Ms. Donnell also noted that by the time there had been several other ships that had come from several other places. Colombo Port was a busy place at that time as some used to call it the ‘Clapham Junction.’ There were numerous passengers. She was surprised: “where they are all stowed is a mystery.” She noted there were a number of ‘Japanese boys going home’ after becoming doctors in the West. “We seem to have every nationality on board ‘barring Germans,” she added. When they were about to go, there was even a ‘Refugee’ hiding in the ship. But alas!

“The little stowaway was handed over to the Colombo police.”

Intellectual Women

The women that Woollacott selected for her analysis were fundamentally different to those I have recounted before. They were well educated, intellectual and partly feminist activists. They knew where they were setting off in the mid-way of their journey to London, particularly Colombo or Durban. Their interpretations were more sophisticated than those nurses. For example, the well-travelled feminist activist Bessie Rischbieth was one such person who set foot in Colombo in April 1913. Her routine was different to many others who usually went to tourist spots or bazars. She said,

“At Colombo I put in a quiet day. Went to the Galle Face Hotel for a room for the day, and then went and called on Mrs. Higgins of the [Theosophical Society] Centre and stayed to 'tiffin' with them.”

This must be Marie Musaeus Higgins who was the Principal of the Musaeus College in Colombo at that time. In fact there was a Melbourne woman before, Kate F. Pickett, the daughter of Mrs. Elise Pickett, President of the Melbourne Theosophical Society. Rischbieth knew about Theosophical Society beforehand and was interested in it. She knew that theosophists were countering imperial Christian evangelizing in Ceylon. She was particularly interested in this Buddhist girls’ school that ran by the Society in Colombo and visited the place. She said “It was so interesting going over the school again [with] dear little Buddhist girls. I had quite a lovely time with [them].”

Another such enlightened visitor was Stella Bowen who set onshore early 1914. She was sailing from Adelaide to London to study Art. In her later recollections she gave impressions about poverty in Colombo. Perhaps those were her first impressions but she related them to the culpability of the Empire or colonialism only later. Her memoirs were written probably in late 1930s. However what she said was significant.

“I saw the unimaginable squalor of the native quarter, the crawling heaps of brown limbs, the begging babies, the sickness. I admired the skill, industry and soft-voiced charm of the Hindu tailor who offered to copy your favourite suit in twenty-four hours for a pittance. All this is the Empire, I told myself, and no criticism of it entered into my mind. Not then.”

By the turn of the century, I mean the 20th century, Colombo had become a well-known tourist site in the Empire. The GOH, the Galle Face and Mt. Lavinia Hotel were well known among the travellers. As Louise Mack had noted “Everybody does the same thing. At Mount Lavinia, we meet our ship’s people in hundreds.” Winifred James (a feminist) who travelled from Melbourne to London via Colombo in 1905 gives vivid accounts in a fictionalized manner in her book Bachelor Betty.
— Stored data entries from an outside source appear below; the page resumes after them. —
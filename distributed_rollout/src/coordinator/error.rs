//! Error types for the rollout coordinator.

use super::config::ConfigError;
use crate::transport::TransportError;
use std::fmt;

/// Errors returned by [`RolloutCoordinator`](super::RolloutCoordinator).
#[derive(Debug, Clone, PartialEq)]
pub enum CoordinatorError {
    /// Configuration failed validation.
    Config(ConfigError),
    /// The transport knows no peer group with this role.
    UnrecognizedPeerGroup(String),
    /// The peer group does not have the configured number of members.
    PeerCountMismatch {
        role: String,
        expected: usize,
        actual: usize,
    },
    /// The transport failed.
    Transport(TransportError),
}

impl fmt::Display for CoordinatorError {
    fn fmt(&self, f: &mut fmt::Formatter<'_>) -> fmt::Result {
        match self {
            CoordinatorError::Config(e) => write!(f, "Invalid configuration: {}", e),
            CoordinatorError::UnrecognizedPeerGroup(role) => {
                write!(f, "Unrecognized peer group '{}'", role)
            }
            CoordinatorError::PeerCountMismatch {
                role,
                expected,
                actual,
            } => write!(
                f,
                "Expected {} peers with role '{}', found {}",
                expected, role, actual
            ),
            CoordinatorError::Transport(e) => write!(f, "Transport error: {}", e),
        }
    }
}

impl std::error::Error for CoordinatorError {
    fn source(&self) -> Option<&(dyn std::error::Error + 'static)> {
        match self {
            CoordinatorError::Config(e) => Some(e),
            CoordinatorError::Transport(e) => Some(e),
            _ => None,
        }
    }
}

impl From<ConfigError> for CoordinatorError {
    fn from(e: ConfigError) -> Self {
        CoordinatorError::Config(e)
    }
}

impl From<TransportError> for CoordinatorError {
    fn from(e: TransportError) -> Self {
        match e {
            TransportError::UnknownGroup(role) => CoordinatorError::UnrecognizedPeerGroup(role),
            other => CoordinatorError::Transport(other),
        }
    }
}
One account that Woollacott has quoted is a description of different people from different nationalities or countries that ‘Betty’ had met at the Galle Face Hotel at dinner. Similar or more stimulating accounts are available elsewhere. Here is a description of both the GOH and the Galle Face Hotel from Sister Norton whom I introduced before who went to Kandy and blamed the natives. She was writing to her mother.

“Well, this place surpasses all my expectations and I would not like to have missed it for worlds, as far as we have gone now. We are staying at this hotel [GOH], and Sister Bennett and have a beautiful room, with a tiled bathroom just off it. We will be suffering from swollen heads when we return. We arrived here just in time for dinner on Wednesday night. It was a beautiful sight to see the dining-Hall, which is of white marble, and has standing electric lights with pale pink shades and candelabra all around, and the string band was playing most beautifully. Four of us had dinner as the guests of two lady passengers by the boat, after which we all went out in rickshaws: and the drive was great.

We had supper at the Galle Face Hotel (one of the best hotels in the world, they say), and is situated right on the beach. It was just a mass of light, and we had supper on the lawn, and then left for home. The palms growing all around the lawn were so lovely, and it was moonlight to add to the charm. I'll never forget my first night in the East. All I was wishing for was you to be with me to see it all: it is so hard to describe.”

Rickshaw Rides

Rickshaw rides were a main attraction for the visiting Australian women in Colombo. Different women related their experiences differently depending on their social outlooks or values. For a person like Stella Bowen it was reprehensible, but there was no other alternative. She said, “I felt apologetic to the slim brown creature who paddled along between the shafts.” However this was not the case for Louise Mack. She said,

“The first ride in a rickshaw is a tremendous sensation. You feel like a queen. You own the whole world. You have a man-a flesh-and-blood man-running in harness between the shafts of your tall, black perambulator with two big wheels, and a hood that goes up and down. Off he tears. His rate is desperately swift. He is so thin that you fear he will break in pieces, that you will be arrested for cruelty to dumb animals.”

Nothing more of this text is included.